• WHAT TO WORK ON:
Set down, please, exactly the lines below that run from the line with "#[derive(Parser, Debug)]" to the line with "if let Some(v) = self.user_id", both lines included.

Saved data entries:
◆ ◆ ◆ ◆

//! Pipeline tests with scripted step outcomes

use super::*;
use std::cell::RefCell;
use std::collections::VecDeque;
use std::fs;
use std::path::Path;
use tempfile::tempdir;

/// Returns queued outcomes in order and records which commands ran.
struct ScriptedRunner {
    outcomes: RefCell<VecDeque<StepOutcome>>,
    ran: RefCell<Vec<String>>,
    on_run: Option<Box<dyn Fn(&Step)>>,
}

impl ScriptedRunner {
    fn new(outcomes: Vec<StepOutcome>) -> Self {
        Self {
            outcomes: RefCell::new(outcomes.into()),
            ran: RefCell::new(Vec::new()),
            on_run: None,
        }
    }

    fn all_succeed() -> Self {
        Self::new(vec![StepOutcome::Succeeded; 4])
    }

    fn ran(&self) -> Vec<String> {
        self.ran.borrow().clone()
    }
}

impl CommandRunner for ScriptedRunner {
    fn run(&self, step: &Step, _timeout: Duration) -> StepOutcome {
        self.ran.borrow_mut().push(step.description.clone());
        if let Some(hook) = &self.on_run {
            hook(step);
        }
        self.outcomes
            .borrow_mut()
            .pop_front()
            .unwrap_or(StepOutcome::Succeeded)
    }
}

struct MockLauncher {
    outcome: LaunchOutcome,
    launched_in: RefCell<Option<PathBuf>>,
}

impl MockLauncher {
    fn exits(code: i32) -> Self {
        Self {
            outcome: LaunchOutcome::Exited { code: Some(code) },
            launched_in: RefCell::new(None),
        }
    }
}

impl Launcher for MockLauncher {
    fn describe(&self) -> String {
        "python3 -m colab_leecher".to_string()
    }

    fn launch(&self, install_dir: &Path) -> ProvisionResult<LaunchOutcome> {
        *self.launched_in.borrow_mut() = Some(install_dir.to_path_buf());
        Ok(self.outcome)
    }
}

fn credentials() -> Credentials {
    Credentials::new(123456, "0123abcd", "123:AAbot", 42, 9876543210)
}

fn provisioner<'a>(
    root: &Path,
    runner: &'a ScriptedRunner,
    launcher: &'a MockLauncher,
) -> Provisioner<&'a ScriptedRunner, &'a MockLauncher> {
    let layout = Layout::under(root);
    let steps = acquisition_steps(&layout, &crate::config::PipelineConfig::default());
    Provisioner::new(
        layout,
        steps,
        ProvisionOptions::default(),
        runner,
        launcher,
        Arc::new(AtomicBool::new(false)),
    )
}

fn run_collecting<R: CommandRunner, L: Launcher>(
    provisioner: &Provisioner<R, L>,
    credentials: &Credentials,
) -> (ProvisionResult<Outcome>, Vec<ProvisionEvent>) {
    let mut events = Vec::new();
    let result = provisioner.run(credentials, &mut |e: ProvisionEvent| events.push(e));
    (result, events)
}

#[test]
fn end_to_end_success_writes_verified_credentials_and_launches() {
    let dir = tempdir().unwrap();
    let runner = ScriptedRunner::all_succeed();
    let launcher = MockLauncher::exits(0);
    let p = provisioner(dir.path(), &runner, &launcher);

    let (result, events) = run_collecting(&p, &credentials());
    let outcome = result.unwrap();

    assert!(outcome.is_success());
    assert_eq!(outcome.exit_code(), 0);
    assert_eq!(runner.ran().len(), 4);

    let saved = read_credentials(&p.layout().credentials_file).unwrap();
    assert_eq!(saved.dump_id, -1009876543210);
    assert_eq!(saved, credentials());

    assert!(events.contains(&ProvisionEvent::CredentialsVerified {
        path: p.layout().credentials_file.clone(),
        verification: Verification::Match,
    }));
    assert_eq!(
        launcher.launched_in.borrow().as_deref(),
        Some(p.layout().install_dir.as_path())
    );
    assert_eq!(
        events.last(),
        Some(&ProvisionEvent::BotExited(LaunchOutcome::Exited { code: Some(0) }))
    );
}

#[test]
fn missing_credentials_abort_before_touching_filesystem() {
    let dir = tempdir().unwrap();
    let runner = ScriptedRunner::all_succeed();
    let launcher = MockLauncher::exits(0);
    let p = provisioner(dir.path(), &runner, &launcher);
    fs::create_dir_all(&p.layout().sample_data_dir).unwrap();

    let incomplete = Credentials::new(123456, "", "123:AAbot", 42, 0);
    let (result, events) = run_collecting(&p, &incomplete);

    assert_eq!(
        result.unwrap(),
        Outcome::Aborted(AbortReason::MissingCredentials(vec!["API_HASH"]))
    );
    assert_eq!(
        events,
        vec![ProvisionEvent::CredentialsMissing {
            fields: vec!["API_HASH"]
        }]
    );
    assert!(p.layout().sample_data_dir.exists());
    assert!(runner.ran().is_empty());
    assert!(launcher.launched_in.borrow().is_none());
}

#[test]
fn failing_step_stops_later_steps() {
    let dir = tempdir().unwrap();
    let failure = StepOutcome::Failed {
        code: Some(100),
        stderr: "E: Unable to locate package".to_string(),
    };
    let runner = ScriptedRunner::new(vec![
        StepOutcome::Succeeded,
        StepOutcome::Succeeded,
        failure.clone(),
    ]);
    let launcher = MockLauncher::exits(0);
    let p = provisioner(dir.path(), &runner, &launcher);

    let (result, _) = run_collecting(&p, &credentials());

    match result.unwrap() {
        Outcome::Aborted(AbortReason::StepFailed {
            index,
            step,
            outcome,
        }) => {
            assert_eq!(index, 2);
            assert_eq!(step.description, "Installing system dependencies");
            assert_eq!(outcome, failure);
        }
        other => panic!("expected StepFailed, got {:?}", other),
    }
    assert!(!runner.ran().contains(&"Installing Python dependencies".to_string()));
    assert!(!p.layout().credentials_file.exists());
    assert!(launcher.launched_in.borrow().is_none());
}

#[test]
fn timeout_is_distinct_from_failure_and_aborts() {
    let dir = tempdir().unwrap();
    let timeout = StepOutcome::TimedOut {
        after: Duration::from_secs(300),
    };
    let runner = ScriptedRunner::new(vec![timeout.clone()]);
    let launcher = MockLauncher::exits(0);
    let p = provisioner(dir.path(), &runner, &launcher);

    let (result, _) = run_collecting(&p, &credentials());
    let outcome = result.unwrap();

    assert!(!outcome.is_success());
    assert_eq!(outcome.exit_code(), 1);
    assert!(matches!(
        outcome,
        Outcome::Aborted(AbortReason::StepFailed { outcome: StepOutcome::TimedOut { .. }, .. })
    ));
    assert_eq!(runner.ran(), vec!["Cloning repository".to_string()]);
}

#[test]
fn faulted_step_aborts_without_error() {
    let dir = tempdir().unwrap();
    let runner = ScriptedRunner::new(vec![StepOutcome::Faulted {
        message: "failed to start shell".to_string(),
    }]);
    let launcher = MockLauncher::exits(0);
    let p = provisioner(dir.path(), &runner, &launcher);

    let (result, _) = run_collecting(&p, &credentials());

    assert!(matches!(
        result.unwrap(),
        Outcome::Aborted(AbortReason::StepFailed { index: 0, .. })
    ));
}

#[test]
fn reset_runs_before_first_step() {
    let dir = tempdir().unwrap();
    let layout = Layout::under(dir.path());
    fs::create_dir_all(&layout.sample_data_dir).unwrap();
    fs::create_dir_all(&layout.install_dir).unwrap();
    fs::write(layout.install_dir.join("stale.txt"), "old").unwrap();

    let install_dir = layout.install_dir.clone();
    let mut runner = ScriptedRunner::all_succeed();
    runner.on_run = Some(Box::new(move |step: &Step| {
        if step.description == "Cloning repository" {
            assert!(!install_dir.exists(), "install dir must be gone before clone");
        }
    }));
    let launcher = MockLauncher::exits(0);
    let p = provisioner(dir.path(), &runner, &launcher);

    let (result, events) = run_collecting(&p, &credentials());

    assert!(result.unwrap().is_success());
    let removed: Vec<_> = events
        .iter()
        .filter_map(|e| match e {
            ProvisionEvent::Removed(r) => Some(r.artifact),
            _ => None,
        })
        .collect();
    assert_eq!(removed, vec![Artifact::SampleData, Artifact::Installation]);
    assert!(!layout.sample_data_dir.exists());
}

#[test]
fn interrupted_step_reports_interrupt() {
    let dir = tempdir().unwrap();
    let runner = ScriptedRunner::new(vec![StepOutcome::Succeeded, StepOutcome::Interrupted]);
    let launcher = MockLauncher::exits(0);
    let p = provisioner(dir.path(), &runner, &launcher);

    let (result, events) = run_collecting(&p, &credentials());

    assert_eq!(result.unwrap(), Outcome::Aborted(AbortReason::Interrupted));
    assert_eq!(events.last(), Some(&ProvisionEvent::Interrupted));
    assert_eq!(runner.ran().len(), 2);
}

#[test]
fn cancel_flag_set_before_run_stops_after_validation() {
    let dir = tempdir().unwrap();
    let runner = ScriptedRunner::all_succeed();
    let launcher = MockLauncher::exits(0);
    let layout = Layout::under(dir.path());
    fs::create_dir_all(&layout.sample_data_dir).unwrap();
    let steps = acquisition_steps(&layout, &crate::config::PipelineConfig::default());
    let p = Provisioner::new(
        layout,
        steps,
        ProvisionOptions::default(),
        &runner,
        &launcher,
        Arc::new(AtomicBool::new(true)),
    );

    let (result, _) = run_collecting(&p, &credentials());

    assert_eq!(result.unwrap(), Outcome::Aborted(AbortReason::Interrupted));
    assert!(p.layout().sample_data_dir.exists());
    assert!(runner.ran().is_empty());
}

#[test]
fn bot_stopped_by_user_is_not_success() {
    let dir = tempdir().unwrap();
    let runner = ScriptedRunner::all_succeed();
    let launcher = MockLauncher {
        outcome: LaunchOutcome::StoppedByUser,
        launched_in: RefCell::new(None),
    };
    let p = provisioner(dir.path(), &runner, &launcher);

    let (result, _) = run_collecting(&p, &credentials());
    let outcome = result.unwrap();

    assert_eq!(outcome, Outcome::Launched(LaunchOutcome::StoppedByUser));
    assert_eq!(outcome.exit_code(), 1);
}

#[test]
fn bot_non_zero_exit_still_counts_as_provisioned() {
    let dir = tempdir().unwrap();
    let runner = ScriptedRunner::all_succeed();
    let launcher = MockLauncher::exits(2);
    let p = provisioner(dir.path(), &runner, &launcher);

    let (result, _) = run_collecting(&p, &credentials());

    assert!(result.unwrap().is_success());
}

/// Succeeds every step, but the last one leaves a directory where the
/// credentials file should be written.
struct TamperingRunner {
    credentials_file: PathBuf,
}

impl CommandRunner for TamperingRunner {
    fn run(&self, step: &Step, _timeout: Duration) -> StepOutcome {
        if step.description == "Installing Python dependencies" {
            fs::create_dir_all(self.credentials_file.join("blocker")).unwrap();
        }
        StepOutcome::Succeeded
    }
}

#[test]
fn persistence_fault_propagates_as_error() {
    let dir = tempdir().unwrap();
    let layout = Layout::under(dir.path());
    let runner = TamperingRunner {
        credentials_file: layout.credentials_file.clone(),
    };
    let launcher = MockLauncher::exits(0);
    let steps = acquisition_steps(&layout, &crate::config::PipelineConfig::default());
    let p = Provisioner::new(
        layout,
        steps,
        ProvisionOptions::default(),
        runner,
        &launcher,
        Arc::new(AtomicBool::new(false)),
    );

    let (result, _) = run_collecting(&p, &credentials());

    assert!(matches!(result, Err(ProvisionError::Persistence { .. })));
    assert!(launcher.launched_in.borrow().is_none());
}

/// Run with a sink that rewrites `credentials.json` between save and verify.
fn run_with_file_replaced_after_save(
    strict_verify: bool,
) -> (ProvisionResult<Outcome>, Vec<ProvisionEvent>, Option<PathBuf>) {
    let dir = tempdir().unwrap();
    let layout = Layout::under(dir.path());
    let steps = acquisition_steps(&layout, &crate::config::PipelineConfig::default());
    let runner = ScriptedRunner::all_succeed();
    let launcher = MockLauncher::exits(0);
    let options = ProvisionOptions {
        strict_verify,
        ..ProvisionOptions::default()
    };
    let p = Provisioner::new(
        layout,
        steps,
        options,
        &runner,
        &launcher,
        Arc::new(AtomicBool::new(false)),
    );

    let other = Credentials::new(1, "ffff", "9:other", 7, 0);
    let mut events = Vec::new();
    let result = p.run(&credentials(), &mut |e: ProvisionEvent| {
        if let ProvisionEvent::CredentialsSaved { path } = &e {
            fs::write(path, to_json(&other).unwrap()).unwrap();
        }
        events.push(e);
    });
    let launched_in = launcher.launched_in.borrow().clone();
    (result, events, launched_in)
}

#[test]
fn verification_mismatch_warns_and_launches_by_default() {
    let (result, events, launched_in) = run_with_file_replaced_after_save(false);

    assert!(result.unwrap().is_success());
    assert!(events.iter().any(|e| matches!(
        e,
        ProvisionEvent::CredentialsVerified {
            verification: Verification::Mismatch,
            ..
        }
    )));
    assert!(launched_in.is_some());
}

#[test]
fn verification_mismatch_is_fatal_when_strict() {
    let (result, events, launched_in) = run_with_file_replaced_after_save(true);

    assert!(matches!(
        result,
        Err(ProvisionError::VerificationMismatch { .. })
    ));
    assert!(!events
        .iter()
        .any(|e| matches!(e, ProvisionEvent::HandoffStarting { .. })));
    assert!(launched_in.is_none());
}

#[test]
fn outcome_exit_codes() {
    assert_eq!(
        Outcome::Launched(LaunchOutcome::Exited { code: None }).exit_code(),
        0
    );
    assert_eq!(
        Outcome::Aborted(AbortReason::MissingCredentials(vec!["API_ID"])).exit_code(),
        1
    );
}
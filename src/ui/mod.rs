//! Console output for the leechup binary

pub mod blocks;
pub mod context;
pub mod error;
pub mod indicator;
pub mod output;
pub mod primitives;
pub mod reporter;
pub mod terminal;
pub mod theme;
pub mod widgets;
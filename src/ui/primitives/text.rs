use crossterm::style::{Color, Stylize};

use crate::ui::theme;

/// The five theme roles a piece of output can take.
#[derive(Debug, Clone, Copy, PartialEq, Eq)]
pub enum SemanticColor {
    Success,
    Error,
    Warning,
    Info,
    Dim,
}

impl SemanticColor {
    pub fn color(self) -> Color {
        match self {
            SemanticColor::Success => theme::colors::SUCCESS,
            SemanticColor::Error => theme::colors::ERROR,
            SemanticColor::Warning => theme::colors::WARNING,
            SemanticColor::Info => theme::colors::INFO,
            SemanticColor::Dim => theme::colors::DIM,
        }
    }

    /// Wrap `text` in this role's color, or return it unchanged without color support.
    pub fn paint(self, text: &str, supports_color: bool) -> String {
        if supports_color {
            format!("{}", text.with(self.color()))
        } else {
            text.to_string()
        }
    }
}

#[derive(Debug, Clone, PartialEq, Eq)]
pub struct ColoredText {
    text: String,
    role: SemanticColor,
    bold: bool,
}

impl ColoredText {
    pub fn new(role: SemanticColor, text: impl Into<String>) -> Self {
        Self {
            text: text.into(),
            role,
            bold: false,
        }
    }

    pub fn success(text: impl Into<String>) -> Self {
        Self::new(SemanticColor::Success, text)
    }

    pub fn error(text: impl Into<String>) -> Self {
        Self::new(SemanticColor::Error, text)
    }

    pub fn warning(text: impl Into<String>) -> Self {
        Self::new(SemanticColor::Warning, text)
    }

    pub fn info(text: impl Into<String>) -> Self {
        Self::new(SemanticColor::Info, text)
    }

    pub fn dim(text: impl Into<String>) -> Self {
        Self::new(SemanticColor::Dim, text)
    }

    pub fn bold(mut self) -> Self {
        self.bold = true;
        self
    }

    pub fn render(&self, supports_color: bool) -> String {
        match (supports_color, self.bold) {
            (false, _) => self.text.clone(),
            (true, false) => self.role.paint(&self.text, true),
            (true, true) => format!("{}", self.text.as_str().with(self.role.color()).bold()),
        }
    }
}
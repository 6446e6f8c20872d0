//! Presentation Layer
//!
//! CLI argument parsing (via clap) and the mapping from CLI flags onto
//! configuration. Rendering lives in the binary's `ui` module.

pub mod cli;

pub use cli::{Cli, ColorWhen, Commands, RunArgs};
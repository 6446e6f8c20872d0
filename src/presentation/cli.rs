//! CLI Argument Parsing
//!
//! ## Design Notes
//!
//! - Global flags (--color, --no-animation, --verbose, --config) are inherited by all subcommands
//! - Running without a subcommand is the same as `leechup run`

use std::path::PathBuf;

use clap::{Args, Parser, Subcommand};

use crate::config::Config;

#[derive(clap::ValueEnum, Debug, Clone, Copy, PartialEq, Eq)]
pub enum ColorWhen {
    Auto,
    Always,
    Never,
}

/// leechup - provision and launch a Telegram leech bot in a notebook runtime
#[derive(Parser, Debug)]
#[command(name = "leechup")]
#[command(author, version, about, long_about = None)]
#[command(after_help = "Credentials can also come from LEECHUP_* environment variables or the config file.")]
pub struct Cli {
    /// Config file (default: ~/.config/leechup/config.toml)
    #[arg(long, global = true, value_name = "PATH")]
    pub config: Option<PathBuf>,

    /// Color output mode
    #[arg(long, global = true, value_enum)]
    pub color: Option<ColorWhen>,

    /// Disable the progress spinner
    #[arg(long, global = true)]
    pub no_animation: bool,

    /// Verbosity level (-v shows commands, -vv also shows full stderr)
    #[arg(short, long, action = clap::ArgAction::Count, global = true)]
    pub verbose: u8,

    #[command(subcommand)]
    pub command: Option<Commands>,
}

#[derive(Subcommand, Debug)]
pub enum Commands {
    /// Provision the environment and start the bot (default)
    Run(RunArgs),

    /// Print the acquisition steps without running them
    Steps,

    /// Remove sample data, the previous installation and its session file
    Clean,
}

/// Credential overrides for `run`
#[derive(Args, Debug, Clone, Default, PartialEq, Eq)]
pub struct RunArgs {
    /// Telegram API id
    #[arg(long)]
    pub api_id: Option<i64>,

    /// Telegram API hash
    #[arg(long)]
    pub api_hash: Option<String>,

    /// Bot token from @BotFather
    #[arg(long)]
    pub bot_token: Option<String>,

    /// Owner user id
    #[arg(long)]
    pub user_id: Option<i64>,

    /// Dump chat id (ten-digit ids get the -100 prefix)
    #[arg(long, allow_negative_numbers = true)]
    pub dump_id: Option<i64>,

    /// Fail if the written credentials file does not read back identically
    #[arg(long)]
    pub strict_verify: bool,
}

impl RunArgs {
    /// Apply flags on top of file and environment configuration.
    pub fn apply(&self, config: &mut Config) {
        let creds = &mut config.credentials;
        if let Some(v) = self.api_id {
            creds.api_id = v;
        }
        if let Some(v) = &self.api_hash {
            creds.api_hash = v.clone();
        }
        if let Some(v) = &self.bot_token {
            creds.bot_token = v.clone();
        }
        if let Some(v) = self.user_id {
            creds.user_id = v;
        }
        if let Some(v) = self.dump_id {
            creds.dump_id = v;
        }
        if self.strict_verify {
            config.pipeline.strict_verify = true;
        }
    }
}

◆ ◆ ◆ ◆

• RESPONSE AREA:
#[derive(Parser, Debug)]
#[command(name = "leechup")]
#[command(author, version, about, long_about = None)]
#[command(after_help = "Credentials can also come from LEECHUP_* environment variables or the config file.")]
pub struct Cli {
    /// Config file (default: ~/.config/leechup/config.toml)
    #[arg(long, global = true, value_name = "PATH")]
    pub config: Option<PathBuf>,

    /// Color output mode
    #[arg(long, global = true, value_enum)]
    pub color: Option<ColorWhen>,

    /// Disable the progress spinner
    #[arg(long, global = true)]
    pub no_animation: bool,

    /// Verbosity level (-v shows commands, -vv also shows full stderr)
    #[arg(short, long, action = clap::ArgAction::Count, global = true)]
    pub verbose: u8,

    #[command(subcommand)]
    pub command: Option<Commands>,
}

#[derive(Subcommand, Debug)]
pub enum Commands {
    /// Provision the environment and start the bot (default)
    Run(RunArgs),

    /// Print the acquisition steps without running them
    Steps,

    /// Remove sample data, the previous installation and its session file
    Clean,
}

/// Credential overrides for `run`
#[derive(Args, Debug, Clone, Default, PartialEq, Eq)]
pub struct RunArgs {
    /// Telegram API id
    #[arg(long)]
    pub api_id: Option<i64>,

    /// Telegram API hash
    #[arg(long)]
    pub api_hash: Option<String>,

    /// Bot token from @BotFather
    #[arg(long)]
    pub bot_token: Option<String>,

    /// Owner user id
    #[arg(long)]
    pub user_id: Option<i64>,

    /// Dump chat id (ten-digit ids get the -100 prefix)
    #[arg(long, allow_negative_numbers = true)]
    pub dump_id: Option<i64>,

    /// Fail if the written credentials file does not read back identically
    #[arg(long)]
    pub strict_verify: bool,
}

impl RunArgs {
    /// Apply flags on top of file and environment configuration.
    pub fn apply(&self, config: &mut Config) {
        let creds = &mut config.credentials;
        if let Some(v) = self.api_id {
            creds.api_id = v;
        }
        if let Some(v) = &self.api_hash {
            creds.api_hash = v.clone();
        }
        if let Some(v) = &self.bot_token {
            creds.bot_token = v.clone();
        }
        if let Some(v) = self.user_id {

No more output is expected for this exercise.